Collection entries
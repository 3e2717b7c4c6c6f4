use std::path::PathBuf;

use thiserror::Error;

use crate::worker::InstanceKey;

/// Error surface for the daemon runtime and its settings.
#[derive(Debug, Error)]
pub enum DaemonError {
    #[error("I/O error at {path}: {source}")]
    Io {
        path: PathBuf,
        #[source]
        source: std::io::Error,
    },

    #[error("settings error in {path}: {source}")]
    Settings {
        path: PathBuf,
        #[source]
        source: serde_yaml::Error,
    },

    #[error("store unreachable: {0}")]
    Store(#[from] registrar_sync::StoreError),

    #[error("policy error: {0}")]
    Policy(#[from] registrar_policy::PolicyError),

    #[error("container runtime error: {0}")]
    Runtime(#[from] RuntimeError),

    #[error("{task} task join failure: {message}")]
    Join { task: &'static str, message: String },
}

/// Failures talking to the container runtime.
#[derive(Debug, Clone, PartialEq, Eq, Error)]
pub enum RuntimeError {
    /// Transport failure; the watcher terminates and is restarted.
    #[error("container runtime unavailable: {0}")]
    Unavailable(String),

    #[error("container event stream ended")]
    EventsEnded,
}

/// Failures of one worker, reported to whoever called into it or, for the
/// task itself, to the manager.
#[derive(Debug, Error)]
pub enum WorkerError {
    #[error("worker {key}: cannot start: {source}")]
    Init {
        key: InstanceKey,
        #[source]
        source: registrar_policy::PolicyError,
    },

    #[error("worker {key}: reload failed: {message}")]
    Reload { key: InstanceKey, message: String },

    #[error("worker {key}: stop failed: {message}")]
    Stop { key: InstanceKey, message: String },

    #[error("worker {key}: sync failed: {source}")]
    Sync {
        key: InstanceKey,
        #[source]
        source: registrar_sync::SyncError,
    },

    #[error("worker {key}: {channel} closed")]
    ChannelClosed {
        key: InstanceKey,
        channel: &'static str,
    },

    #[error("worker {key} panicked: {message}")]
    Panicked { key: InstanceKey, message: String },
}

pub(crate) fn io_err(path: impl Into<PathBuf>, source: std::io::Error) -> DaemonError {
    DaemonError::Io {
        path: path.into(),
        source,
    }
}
==
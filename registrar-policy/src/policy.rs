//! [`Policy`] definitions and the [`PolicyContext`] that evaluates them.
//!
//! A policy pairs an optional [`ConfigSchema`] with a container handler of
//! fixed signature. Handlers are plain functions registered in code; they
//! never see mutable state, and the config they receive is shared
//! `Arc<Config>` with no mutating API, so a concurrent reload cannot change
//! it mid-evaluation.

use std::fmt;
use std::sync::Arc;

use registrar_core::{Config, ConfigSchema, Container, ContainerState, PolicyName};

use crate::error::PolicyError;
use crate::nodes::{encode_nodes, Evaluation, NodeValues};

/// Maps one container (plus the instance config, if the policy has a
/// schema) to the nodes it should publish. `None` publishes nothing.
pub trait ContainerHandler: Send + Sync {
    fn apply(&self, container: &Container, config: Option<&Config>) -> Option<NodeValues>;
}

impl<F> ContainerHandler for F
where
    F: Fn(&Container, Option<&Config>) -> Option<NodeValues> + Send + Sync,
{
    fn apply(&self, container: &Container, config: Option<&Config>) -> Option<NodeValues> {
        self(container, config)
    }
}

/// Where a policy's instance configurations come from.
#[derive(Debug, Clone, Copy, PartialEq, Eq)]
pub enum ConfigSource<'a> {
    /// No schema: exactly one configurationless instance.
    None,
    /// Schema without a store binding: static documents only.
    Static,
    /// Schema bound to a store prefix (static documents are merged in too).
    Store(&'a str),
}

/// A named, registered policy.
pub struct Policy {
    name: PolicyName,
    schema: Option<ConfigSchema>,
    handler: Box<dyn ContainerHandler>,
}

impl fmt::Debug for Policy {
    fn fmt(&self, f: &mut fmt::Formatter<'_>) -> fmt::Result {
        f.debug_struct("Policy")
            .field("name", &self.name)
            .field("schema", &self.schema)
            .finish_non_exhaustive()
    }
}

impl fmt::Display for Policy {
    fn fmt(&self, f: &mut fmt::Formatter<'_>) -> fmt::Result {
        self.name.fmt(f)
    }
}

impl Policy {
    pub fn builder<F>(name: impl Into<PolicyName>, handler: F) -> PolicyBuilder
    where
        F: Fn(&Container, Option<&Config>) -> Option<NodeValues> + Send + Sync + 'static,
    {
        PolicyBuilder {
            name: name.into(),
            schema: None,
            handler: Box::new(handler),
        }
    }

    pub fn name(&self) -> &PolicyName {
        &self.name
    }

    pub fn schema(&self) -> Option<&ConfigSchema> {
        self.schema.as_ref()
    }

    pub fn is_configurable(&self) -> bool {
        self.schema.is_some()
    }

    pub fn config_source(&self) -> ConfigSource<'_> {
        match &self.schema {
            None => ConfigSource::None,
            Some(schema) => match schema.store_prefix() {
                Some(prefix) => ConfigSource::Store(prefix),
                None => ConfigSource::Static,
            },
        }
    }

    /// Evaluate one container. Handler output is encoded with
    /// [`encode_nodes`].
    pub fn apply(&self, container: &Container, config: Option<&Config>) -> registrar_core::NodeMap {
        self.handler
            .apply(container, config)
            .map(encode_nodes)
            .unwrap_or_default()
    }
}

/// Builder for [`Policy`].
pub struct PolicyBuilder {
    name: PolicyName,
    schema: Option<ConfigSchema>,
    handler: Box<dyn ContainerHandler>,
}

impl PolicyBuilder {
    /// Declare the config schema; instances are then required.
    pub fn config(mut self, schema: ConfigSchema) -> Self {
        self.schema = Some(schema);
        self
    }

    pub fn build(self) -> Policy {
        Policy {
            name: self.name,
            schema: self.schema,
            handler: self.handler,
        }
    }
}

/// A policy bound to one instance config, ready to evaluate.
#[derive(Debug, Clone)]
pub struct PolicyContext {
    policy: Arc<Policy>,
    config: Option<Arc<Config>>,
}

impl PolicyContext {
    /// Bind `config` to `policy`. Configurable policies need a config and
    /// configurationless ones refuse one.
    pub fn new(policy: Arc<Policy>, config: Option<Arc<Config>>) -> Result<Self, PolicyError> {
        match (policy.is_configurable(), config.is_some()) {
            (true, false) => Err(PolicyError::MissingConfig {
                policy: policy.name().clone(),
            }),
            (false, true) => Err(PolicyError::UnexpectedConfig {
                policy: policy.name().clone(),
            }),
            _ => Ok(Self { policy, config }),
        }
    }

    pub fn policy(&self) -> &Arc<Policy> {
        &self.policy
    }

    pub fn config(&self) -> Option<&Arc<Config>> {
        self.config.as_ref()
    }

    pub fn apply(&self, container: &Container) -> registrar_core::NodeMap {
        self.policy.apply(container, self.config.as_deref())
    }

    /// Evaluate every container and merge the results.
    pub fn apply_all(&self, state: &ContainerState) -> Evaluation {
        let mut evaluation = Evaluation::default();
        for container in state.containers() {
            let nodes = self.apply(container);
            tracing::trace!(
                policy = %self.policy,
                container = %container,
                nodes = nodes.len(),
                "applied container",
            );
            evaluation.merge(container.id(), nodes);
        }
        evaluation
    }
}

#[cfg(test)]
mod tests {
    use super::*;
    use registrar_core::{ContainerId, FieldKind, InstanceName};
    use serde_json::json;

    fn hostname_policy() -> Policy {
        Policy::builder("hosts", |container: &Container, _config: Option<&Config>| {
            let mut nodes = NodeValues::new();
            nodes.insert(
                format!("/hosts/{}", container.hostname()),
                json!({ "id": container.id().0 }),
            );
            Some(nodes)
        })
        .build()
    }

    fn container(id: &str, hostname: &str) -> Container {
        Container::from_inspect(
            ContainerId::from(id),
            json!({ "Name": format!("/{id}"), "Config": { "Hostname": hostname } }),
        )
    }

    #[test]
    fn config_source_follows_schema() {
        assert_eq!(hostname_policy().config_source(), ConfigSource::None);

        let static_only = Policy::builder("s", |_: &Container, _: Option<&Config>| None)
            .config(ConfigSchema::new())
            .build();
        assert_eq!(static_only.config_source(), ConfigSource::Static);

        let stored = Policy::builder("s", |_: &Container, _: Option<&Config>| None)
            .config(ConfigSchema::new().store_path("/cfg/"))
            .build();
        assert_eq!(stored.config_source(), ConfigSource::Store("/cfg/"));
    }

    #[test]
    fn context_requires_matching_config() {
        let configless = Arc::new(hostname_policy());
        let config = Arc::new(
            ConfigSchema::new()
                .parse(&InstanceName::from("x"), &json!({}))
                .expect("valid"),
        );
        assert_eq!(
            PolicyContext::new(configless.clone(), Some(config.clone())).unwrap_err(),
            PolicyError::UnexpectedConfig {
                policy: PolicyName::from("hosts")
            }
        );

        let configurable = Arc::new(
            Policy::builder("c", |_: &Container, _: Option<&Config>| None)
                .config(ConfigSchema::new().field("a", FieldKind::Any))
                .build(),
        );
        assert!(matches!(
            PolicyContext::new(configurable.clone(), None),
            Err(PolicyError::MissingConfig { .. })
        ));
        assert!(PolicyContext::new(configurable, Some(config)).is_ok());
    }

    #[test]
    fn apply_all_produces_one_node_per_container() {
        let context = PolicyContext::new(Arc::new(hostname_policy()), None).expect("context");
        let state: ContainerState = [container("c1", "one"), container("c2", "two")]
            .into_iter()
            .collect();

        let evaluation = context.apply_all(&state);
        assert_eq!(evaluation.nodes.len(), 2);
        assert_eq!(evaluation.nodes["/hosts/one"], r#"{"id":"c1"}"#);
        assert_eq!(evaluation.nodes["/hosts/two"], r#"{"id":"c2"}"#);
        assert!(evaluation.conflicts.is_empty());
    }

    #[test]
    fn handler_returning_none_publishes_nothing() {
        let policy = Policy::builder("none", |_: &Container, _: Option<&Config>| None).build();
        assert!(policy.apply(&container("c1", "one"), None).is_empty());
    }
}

> WHAT YOU WILL DO
What is the count of lines in the data above containing the string "UnexpectedConfig"? Write the number and nothing else.

> YOUR RESPONSE
2